Peggy Nicholson and Rebecca Winters will also be contributing authors to
In the prologue, set in Spring 1999, Cassie Webber and Phillip Keene are saying good-bye. Phillip, an MBA student at Harvard and Cassie, a PBS television producer, find themselves in bed on Phillip's last night in Boston. They're finally admitting their love, but their timing isn't the best. Phillip, returning home to Ohio to tell his parents that he doesn't want to run the family furniture construction business, promises Cassie
that he'll be back soon.
In Chapter One, almost a year later, Cassie spies a wedding invitation on her best friend Diane's desk. It's an invitation to Phillip's wedding. Cassie again feels the sting of his betrayal. After their passionate night, Cassie hasn't heard from Phillip. Starting out as a running joke, Cassie and Diane pretend all sorts of heinous things they could do to Phillip if they attended his wedding. Renting a ferocious tiger is one of their milder suggestions.
Cassie and Diane work together on a PBS children's show, Dream Wheels, which features kids on magical bicycles, traveling to different locales. The two women decide that they'll go to Phillip's hometown the week before the wedding and film a Dream Wheels episode at his family's furniture factory. While they're there, maybe they'll throw minor mishaps in Phillip's path. Cassie's goal is that Phillip experience just a
little bit of the hurt she's felt this past year.
Phillip Keene returned to his hometown to find that his dad had overextended his credit and was in danger of losing the family business. Phillip thinks that marrying the daughter of the man who holds the loans will give him more time to save the family business. While he likes and admires his fiancée, he's not madly in love with her. She's not Cassie. But Cassie is in his past. Or is she?
There's an interesting cast of secondary characters that add interest to The Wrong Bride. Diane, the wisenheimer sidekick, has some of the best ideas for revenge. I'd like her in my corner. Phillip's fiancée and Cassie's cameraman have all the earmarks of an interesting couple, too. The only jarring note among these distinctive characters is that of Phillip's future father-in-law, whose motivations aren't clear. Not knowing why he's
trying to sabotage the furniture business leads to all kinds of speculations.
This is the second HSR book this month to feature characters that work for television stations. The little bit of information and the small glimpses of life behind the scenes was great. The author made the fictitious Dream Wheels sound so appealing that it's a shame that it's not a real show.

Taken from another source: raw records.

use std::collections::HashSet;

use chrono::{DateTime, Utc};
use serde::Serialize;
use tracing::{info, warn};

use grantflow_core::{Actor, AppError, AppResult, UserId, WorkspaceId};
use grantflow_domain::{
    BulkInvitationResult, BulkInviteItem, BulkItemOutcome, EmailAddress, GrantRole, GrantType,
    InvitationPermissions, NewInvitation, PermissionLevel, TargetId,
};

use super::InvitationService;

/// Input for one bulk invitation run.
#[derive(Debug, Clone, PartialEq)]
pub struct BulkInviteInput {
    /// Owning workspace.
    pub workspace_id: WorkspaceId,
    /// Scope being shared.
    pub grant_type: GrantType,
    /// Target being shared.
    pub target_id: TargetId,
    /// Role granted to every invitee.
    pub role: GrantRole,
    /// Explicit permission; defaults from the role.
    pub permission: Option<PermissionLevel>,
    /// Granular flags stored with every created invitation.
    pub permissions: Option<InvitationPermissions>,
    /// Inviting user.
    pub invited_by: UserId,
    /// Raw emails in the order they should be processed.
    pub emails: Vec<String>,
    /// Optional personal note.
    pub message: Option<String>,
    /// Absolute expiry; policy default when absent.
    pub expires_at: Option<DateTime<Utc>>,
    /// Skip emails that already hold a pending invitation for the target.
    pub skip_existing_pending: bool,
}

/// Aggregate summary plus one entry per input email.
#[derive(Debug, Clone, PartialEq, Eq, Serialize)]
pub struct BulkInviteReport {
    /// Finalised summary.
    pub result: BulkInvitationResult,
    /// Per-item outcomes in input order.
    pub items: Vec<BulkInviteItem>,
}

impl InvitationService {
    /// Creates one invitation per email, strictly sequentially.
    ///
    /// A failing item never aborts or rolls back the others; the report
    /// always carries the full per-item outcome list.
    pub async fn run_bulk_invite(
        &self,
        actor: &Actor,
        input: BulkInviteInput,
    ) -> AppResult<BulkInviteReport> {
        if input.emails.is_empty() {
            return Err(AppError::Validation(
                "bulk invitation requires at least one email".to_owned(),
            ));
        }

        if input.emails.len() > self.policy.max_bulk_emails {
            return Err(AppError::Validation(format!(
                "bulk invitation accepts at most {} emails",
                self.policy.max_bulk_emails
            )));
        }

        input.grant_type.ensure_role_allowed(input.role)?;

        let total_count = u32::try_from(input.emails.len()).map_err(|error| {
            AppError::Validation(format!("too many emails in bulk invitation: {error}"))
        })?;
        let mut result = BulkInvitationResult::start(
            input.workspace_id,
            input.invited_by,
            input.grant_type,
            input.target_id,
            input.role,
            total_count,
            Utc::now(),
        );
        self.bulk_results.create_bulk_result(result.clone()).await?;

        let mut seen: HashSet<EmailAddress> = HashSet::new();
        let mut items = Vec::with_capacity(input.emails.len());

        for raw_email in &input.emails {
            let outcome = self.bulk_item(actor, &input, raw_email, &mut seen).await?;
            if let BulkItemOutcome::Failed { error } = &outcome {
                warn!(
                    bulk_invitation_id = %result.id,
                    email = raw_email.as_str(),
                    error = error.as_str(),
                    "bulk invitation item failed"
                );
            }

            items.push(BulkInviteItem {
                email: raw_email.clone(),
                outcome,
            });
        }

        result.finalize(&items, Utc::now());
        self.bulk_results.complete_bulk_result(&result).await?;

        info!(
            bulk_invitation_id = %result.id,
            workspace_id = %result.workspace_id,
            status = result.status.as_str(),
            success_count = result.success_count,
            failed_count = result.failed_count,
            skipped_count = result.skipped_count,
            "bulk invitation completed"
        );

        Ok(BulkInviteReport { result, items })
    }

    /// Storage failures on the duplicate lookup abort the run; creation failures do not.
    async fn bulk_item(
        &self,
        actor: &Actor,
        input: &BulkInviteInput,
        raw_email: &str,
        seen: &mut HashSet<EmailAddress>,
    ) -> AppResult<BulkItemOutcome> {
        let email = match EmailAddress::new(raw_email) {
            Ok(email) => email,
            Err(error) => {
                return Ok(BulkItemOutcome::Failed {
                    error: error.to_string(),
                });
            }
        };

        if !seen.insert(email.clone()) {
            return Ok(BulkItemOutcome::Skipped {
                reason: "duplicate email in request".to_owned(),
            });
        }

        if input.skip_existing_pending
            && self
                .invitations
                .exists_pending_for_email(input.grant_type, input.target_id, &email)
                .await?
        {
            return Ok(BulkItemOutcome::Skipped {
                reason: "pending invitation already exists".to_owned(),
            });
        }

        let mut new_invitation = NewInvitation::new(
            input.workspace_id,
            email.as_str(),
            input.grant_type,
            input.target_id,
            input.role,
            input.invited_by,
        );
        new_invitation.permission = input.permission;
        new_invitation.message = input.message.clone();
        new_invitation.expires_at = input.expires_at;

        Ok(
            match self
                .create_invitation(actor, new_invitation, input.permissions.clone())
                .await
            {
                Ok(invitation) => BulkItemOutcome::Created {
                    invitation_id: invitation.id,
                },
                Err(error) => BulkItemOutcome::Failed {
                    error: error.to_string(),
                },
            },
        )
    }
}
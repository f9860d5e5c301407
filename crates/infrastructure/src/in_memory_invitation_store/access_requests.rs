use async_trait::async_trait;
use chrono::{DateTime, Utc};

use grantflow_application::AccessRequestRepository;
use grantflow_core::{AppError, AppResult, UserId, WorkspaceId};
use grantflow_domain::{
    AccessRequest, AccessRequestDecision, AccessRequestId, AccessRequestStatus, GrantType,
    TargetId,
};

use super::InMemoryInvitationStore;

#[async_trait]
impl AccessRequestRepository for InMemoryInvitationStore {
    async fn create_access_request(&self, request: AccessRequest) -> AppResult<()> {
        let mut requests = self.access_requests.write().await;

        if requests.contains_key(&request.id) {
            return Err(AppError::Conflict(format!(
                "access request '{}' already exists",
                request.id
            )));
        }

        if requests.values().any(|existing| {
            existing.status == AccessRequestStatus::Pending
                && existing.requester_id == request.requester_id
                && existing.grant_type == request.grant_type
                && existing.target_id == request.target_id
        }) {
            return Err(AppError::Conflict(
                "a pending access request already exists for this target".to_owned(),
            ));
        }

        requests.insert(request.id, request);
        Ok(())
    }

    async fn find_access_request(
        &self,
        access_request_id: AccessRequestId,
    ) -> AppResult<Option<AccessRequest>> {
        Ok(self
            .access_requests
            .read()
            .await
            .get(&access_request_id)
            .cloned())
    }

    async fn list_access_requests(
        &self,
        workspace_id: WorkspaceId,
        status: Option<AccessRequestStatus>,
    ) -> AppResult<Vec<AccessRequest>> {
        let mut values: Vec<AccessRequest> = self
            .access_requests
            .read()
            .await
            .values()
            .filter(|request| {
                request.workspace_id == workspace_id
                    && status.is_none_or(|status| request.status == status)
            })
            .cloned()
            .collect();
        values.sort_by(|left, right| right.created_at.cmp(&left.created_at));

        Ok(values)
    }

    async fn exists_pending_access_request(
        &self,
        requester_id: UserId,
        grant_type: GrantType,
        target_id: TargetId,
    ) -> AppResult<bool> {
        Ok(self.access_requests.read().await.values().any(|request| {
            request.status == AccessRequestStatus::Pending
                && request.requester_id == requester_id
                && request.grant_type == grant_type
                && request.target_id == target_id
        }))
    }

    async fn update_access_request_status(
        &self,
        access_request_id: AccessRequestId,
        decision: &AccessRequestDecision,
        processed_by: UserId,
        now: DateTime<Utc>,
    ) -> AppResult<Option<AccessRequest>> {
        let mut requests = self.access_requests.write().await;
        let Some(request) = requests
            .get_mut(&access_request_id)
            .filter(|request| request.status == AccessRequestStatus::Pending)
        else {
            return Ok(None);
        };

        request.apply_decision(decision, processed_by, now)?;
        Ok(Some(request.clone()))
    }
}
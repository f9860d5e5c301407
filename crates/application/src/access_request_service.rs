use std::sync::Arc;

use chrono::Utc;
use tracing::info;

use grantflow_core::{AppError, AppResult, NonEmptyString, UserId, WorkspaceId};
use grantflow_domain::{
    AccessRequest, AccessRequestDecision, AccessRequestId, AccessRequestStatus, NewAccessRequest,
};

use crate::invitation_ports::AccessRequestRepository;


/// Application service for self-service access requests.
///
/// Approval only records the decision; granting the resulting access is the
/// caller's concern.
#[derive(Clone)]
pub struct AccessRequestService {
    repository: Arc<dyn AccessRequestRepository>,
}

impl AccessRequestService {
    /// Creates a new service from required dependencies.
    #[must_use]
    pub fn new(repository: Arc<dyn AccessRequestRepository>) -> Self {
        Self { repository }
    }

    /// Files a pending request; one pending request per requester and target.
    pub async fn request_access(&self, input: NewAccessRequest) -> AppResult<AccessRequest> {
        let request = AccessRequest::create(input, Utc::now())?;

        if self
            .repository
            .exists_pending_access_request(
                request.requester_id,
                request.grant_type,
                request.target_id,
            )
            .await?
        {
            return Err(AppError::Conflict(format!(
                "an access request for {} '{}' is already pending",
                request.grant_type.as_str(),
                request.target_id
            )));
        }

        self.repository
            .create_access_request(request.clone())
            .await?;

        info!(
            access_request_id = %request.id,
            workspace_id = %request.workspace_id,
            grant_type = request.grant_type.as_str(),
            "access request filed"
        );

        Ok(request)
    }

    /// Approves a pending request.
    pub async fn approve(
        &self,
        access_request_id: AccessRequestId,
        approver: UserId,
    ) -> AppResult<AccessRequest> {
        self.process(access_request_id, AccessRequestDecision::Approve, approver)
            .await
    }

    /// Denies a pending request with a reason.
    pub async fn deny(
        &self,
        access_request_id: AccessRequestId,
        approver: UserId,
        reason: &str,
    ) -> AppResult<AccessRequest> {
        let decision = AccessRequestDecision::Deny {
            reason: NonEmptyString::new(reason.trim())?,
        };
        self.process(access_request_id, decision, approver).await
    }

    /// Finds an access request by identifier.
    pub async fn find(
        &self,
        access_request_id: AccessRequestId,
    ) -> AppResult<Option<AccessRequest>> {
        self.repository.find_access_request(access_request_id).await
    }

    /// Lists requests in a workspace, optionally by status.
    pub async fn list(
        &self,
        workspace_id: WorkspaceId,
        status: Option<AccessRequestStatus>,
    ) -> AppResult<Vec<AccessRequest>> {
        self.repository
            .list_access_requests(workspace_id, status)
            .await
    }

    async fn process(
        &self,
        access_request_id: AccessRequestId,
        decision: AccessRequestDecision,
        approver: UserId,
    ) -> AppResult<AccessRequest> {
        let Some(request) = self
            .repository
            .update_access_request_status(access_request_id, &decision, approver, Utc::now())
            .await?
        else {
            return Err(
                match self.repository.find_access_request(access_request_id).await? {
                    Some(current) => AppError::AlreadyResolved(format!(
                        "access request '{access_request_id}' is already {}",
                        current.status.as_str()
                    )),
                    None => AppError::NotFound(format!(
                        "access request '{access_request_id}' not found"
                    )),
                },
            );
        };

        info!(
            access_request_id = %request.id,
            status = request.status.as_str(),
            processed_by = %approver,
            "access request processed"
        );

        Ok(request)
    }
}
//! Console invitation notifier for development. Logs events to tracing output.

use async_trait::async_trait;
use grantflow_application::{InvitationEvent, InvitationNotifier};
use grantflow_core::AppResult;
use tracing::info;

/// Development notifier that logs invitation events instead of delivering them.
#[derive(Clone)]
pub struct ConsoleInvitationNotifier {
    accept_url_base: String,
}

impl ConsoleInvitationNotifier {
    /// Creates a notifier that renders accept links under `accept_url_base`.
    #[must_use]
    pub fn new(accept_url_base: impl Into<String>) -> Self {
        Self {
            accept_url_base: accept_url_base.into().trim_end_matches('/').to_owned(),
        }
    }

    fn accept_url(&self, token: &str) -> String {
        format!("{}/{token}", self.accept_url_base)
    }
}

impl Default for ConsoleInvitationNotifier {
    fn default() -> Self {
        Self::new("http://localhost:3000/invitations")
    }
}

#[async_trait]
impl InvitationNotifier for ConsoleInvitationNotifier {
    async fn publish(&self, event: InvitationEvent) -> AppResult<()> {
        info!(
            kind = event.kind.as_str(),
            invitation_id = %event.invitation_id,
            workspace_id = %event.workspace_id,
            status = event.status.as_str(),
            "--- INVITATION EVENT (console) ---\nTo: {}\nScope: {} {}\nAccept: {}\n--- END EVENT ---",
            event.email,
            event.grant_type.as_str(),
            event.target_id,
            self.accept_url(event.token.as_str())
        );

        Ok(())
    }
}
use async_trait::async_trait;

use grantflow_application::{BulkInvitationRepository, InvitationActivityRepository};
use grantflow_core::{AppError, AppResult};
use grantflow_domain::{BulkInvitationId, BulkInvitationResult, InvitationActivity, InvitationId};

use super::InMemoryInvitationStore;

#[async_trait]
impl BulkInvitationRepository for InMemoryInvitationStore {
    async fn create_bulk_result(&self, result: BulkInvitationResult) -> AppResult<()> {
        self.bulk_results.write().await.insert(result.id, result);
        Ok(())
    }

    async fn complete_bulk_result(&self, result: &BulkInvitationResult) -> AppResult<()> {
        let mut results = self.bulk_results.write().await;
        let stored = results.get_mut(&result.id).ok_or_else(|| {
            AppError::NotFound(format!("bulk invitation '{}' not found", result.id))
        })?;

        if stored.completed_at.is_some() {
            return Err(AppError::AlreadyResolved(format!(
                "bulk invitation '{}' is already completed",
                result.id
            )));
        }

        *stored = result.clone();
        Ok(())
    }

    async fn find_bulk_result(
        &self,
        bulk_invitation_id: BulkInvitationId,
    ) -> AppResult<Option<BulkInvitationResult>> {
        Ok(self
            .bulk_results
            .read()
            .await
            .get(&bulk_invitation_id)
            .cloned())
    }
}

#[async_trait]
impl InvitationActivityRepository for InMemoryInvitationStore {
    async fn append_activity(&self, activity: InvitationActivity) -> AppResult<()> {
        self.activity.write().await.push(activity);
        Ok(())
    }

    async fn list_activity(
        &self,
        invitation_id: InvitationId,
    ) -> AppResult<Vec<InvitationActivity>> {
        Ok(self
            .activity
            .read()
            .await
            .iter()
            .filter(|activity| activity.invitation_id == invitation_id)
            .cloned()
            .collect())
    }
}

Phillip is not what I call a typical romance hero. He's too much of a realist. He's going to marry his perky fiancée in order to save the family business. At no time did I consider him a martyr. He's matter-of-fact when he analyzes the situation and determines what he thinks is the best course of action. I didn't even blame the guy. I just accepted that he'd do what needed to be done, sacrificing his relationship with Cassie.
The ending is a bit jarring and at odds with the rest of the book. There's also a misunderstanding that could have been a mess, but is kept to a minor role. Part of me wondered if this story could have been spiced up by letting dear ol' Diane use one of her stink bombs to liven up the day.
The Wrong Bride had a strong heroine and her wonderfully quirky best friend. The hero was the weak link here. Instead of the wrong bride, maybe we had the wrong groom.